> [Data to process]
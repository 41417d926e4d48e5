//! Batched matrix-vector multiply:
//! `y_i = alpha * op(A_i) * x_i + beta * y_i`.
//!
//! NoTranspose and Transpose are implemented. The register-blocked variant
//! has no rank-3 kernel, and conjugate transpose is unimplemented; both are
//! reported before any computation.

use crate::error::{GemmError, Result};
use crate::tiling::op_get;
use bk_core::{BatchMatrix, BatchVector, BatchVectorMut, Scalar, Trans};
use rayon::prelude::*;

/// Work mode within one batch item.
#[derive(Debug, Clone, Copy, PartialEq, Eq, Hash)]
pub enum GemvMode {
    /// Straight dot-product loop per output element.
    Unblocked,
    /// Accepted by the interface; no rank-3 kernel exists for it.
    Blocked,
}

/// Batched multiply of each `op(A_i)` with the vector `x_i`, accumulating
/// into `y_i`. Batch items are independent and run in parallel; y is
/// untouched on any error.
pub fn batched_gemv<S: Scalar>(
    trans: Trans,
    mode: GemvMode,
    alpha: S,
    a: &BatchMatrix<'_, S>,
    x: &BatchVector<'_, S>,
    beta: S,
    y: &mut BatchVectorMut<'_, S>,
) -> Result<()> {
    if trans == Trans::ConjTranspose {
        return Err(GemmError::UnsupportedTranspose);
    }
    if mode == GemvMode::Blocked {
        return Err(GemmError::UnsupportedAlgorithm(
            "register-blocked gemv has no rank-3 kernel".into(),
        ));
    }
    if a.batch_size() != y.batch_size() || x.batch_size() != y.batch_size() {
        return Err(GemmError::BatchSizeMismatch {
            a: a.batch_size(),
            b: x.batch_size(),
            c: y.batch_size(),
        });
    }
    let (m, n) = trans.apply(a.rows(), a.cols());
    if x.len() != n || y.len() != m {
        return Err(GemmError::VectorExtentMismatch {
            m,
            n,
            x_len: x.len(),
            y_len: y.len(),
        });
    }

    let batch = y.batch_size();
    let len = y.len();
    if batch == 0 || len == 0 {
        return Ok(());
    }
    y.as_slice_mut()
        .par_chunks_mut(len)
        .enumerate()
        .for_each(|(bi, yi)| {
            let ai = a.item(bi);
            let xi = x.item(bi);
            for (i, slot) in yi.iter_mut().enumerate() {
                let mut sum = S::zero();
                for (j, &xv) in xi.iter().enumerate() {
                    sum += op_get(&ai, trans, i, j) * xv;
                }
                *slot = alpha * sum + beta * *slot;
            }
        });
    Ok(())
}
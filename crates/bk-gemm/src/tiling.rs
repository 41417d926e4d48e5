//! Shared tiling and operand-access helpers for the GEMM kernels.

use bk_core::{MatrixRef, Scalar, Trans};

/// Read element (i, j) of `op(X)`.
///
/// Transpose is absorbed here by swapping the geometric axes; no operand is
/// ever materialized in transposed form. Conjugate transpose never reaches
/// the kernels: the selector rejects it before any computation.
#[inline]
pub(crate) fn op_get<S: Scalar>(mat: &MatrixRef<'_, S>, trans: Trans, i: usize, j: usize) -> S {
    match trans {
        Trans::NoTranspose => mat.get(i, j),
        Trans::Transpose => mat.get(j, i),
        Trans::ConjTranspose => unreachable!("conjugate transpose is not implemented"),
    }
}

/// Iterator over `(start, len)` tiles covering `0..extent` in `step`-sized
/// pieces; the final tile is shorter when `extent` is not a multiple.
pub(crate) fn tile_ranges(extent: usize, step: usize) -> impl Iterator<Item = (usize, usize)> {
    (0..extent)
        .step_by(step)
        .map(move |start| (start, step.min(extent - start)))
}
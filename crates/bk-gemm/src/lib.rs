//! `bk-gemm` - Batched dense GEMM with heuristic kernel selection.
//!
//! Computes `C_i = alpha * op(A_i) * op(B_i) + beta * C_i` for a batch of
//! uniform matrices, choosing per call between:
//! - a tiled, double-buffered kernel (accelerator-class backends, large
//!   enough square outputs)
//! - a plain per-item serial kernel (the fallback and correctness baseline)
//! - a registered vendor-library binding
//!
//! The entry point is [`batched_gemm`]; selection policy lives in
//! [`plan`] and is pure with respect to its inputs.

pub mod dblbuf;
pub mod error;
pub mod gemv;
pub mod handle;
pub mod selector;
pub mod serial;
mod tiling;
pub mod vendor;

// Re-export primary types at the crate root for convenience.
pub use dblbuf::DblBufBatchedGemm;
pub use error::{GemmError, Result};
pub use gemv::{batched_gemv, GemvMode};
pub use handle::{GemmAlgo, GemmHandle};
pub use selector::{batched_gemm, plan, KernelPlan};
pub use serial::{ResultsPerThread, SerialBatchedGemm, SerialMode};
pub use vendor::{VendorBatchedGemm, VendorDispatch};
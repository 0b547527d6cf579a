//! Pokédex Library
//!
//! Caching, pagination and filtering core of the terminal Pokédex, plus the
//! ratatui front end. Exposed as a library for integration tests.

pub mod app;
pub mod cache;
pub mod cli;
pub mod config;
pub mod connectivity;
pub mod data;
pub mod fetch;
pub mod filter;
pub mod logging;
pub mod pager;
pub mod ui;

#[cfg(test)]
mod test_support;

> [Directions for this task]
With the first line of the material as the start and the line containing "one batch item." as the end, repeat that span exactly and add nothing.

> [Output for this task]
repository 41417d926e4d48e5
//! Batched matrix-vector multiply:
//! `y_i = alpha * op(A_i) * x_i + beta * y_i`.
//!
//! NoTranspose and Transpose are implemented. The register-blocked variant
//! has no rank-3 kernel, and conjugate transpose is unimplemented; both are
//! reported before any computation.

use crate::error::{GemmError, Result};
use crate::tiling::op_get;
use bk_core::{BatchMatrix, BatchVector, BatchVectorMut, Scalar, Trans};
use rayon::prelude::*;

/// Work mode within one batch item.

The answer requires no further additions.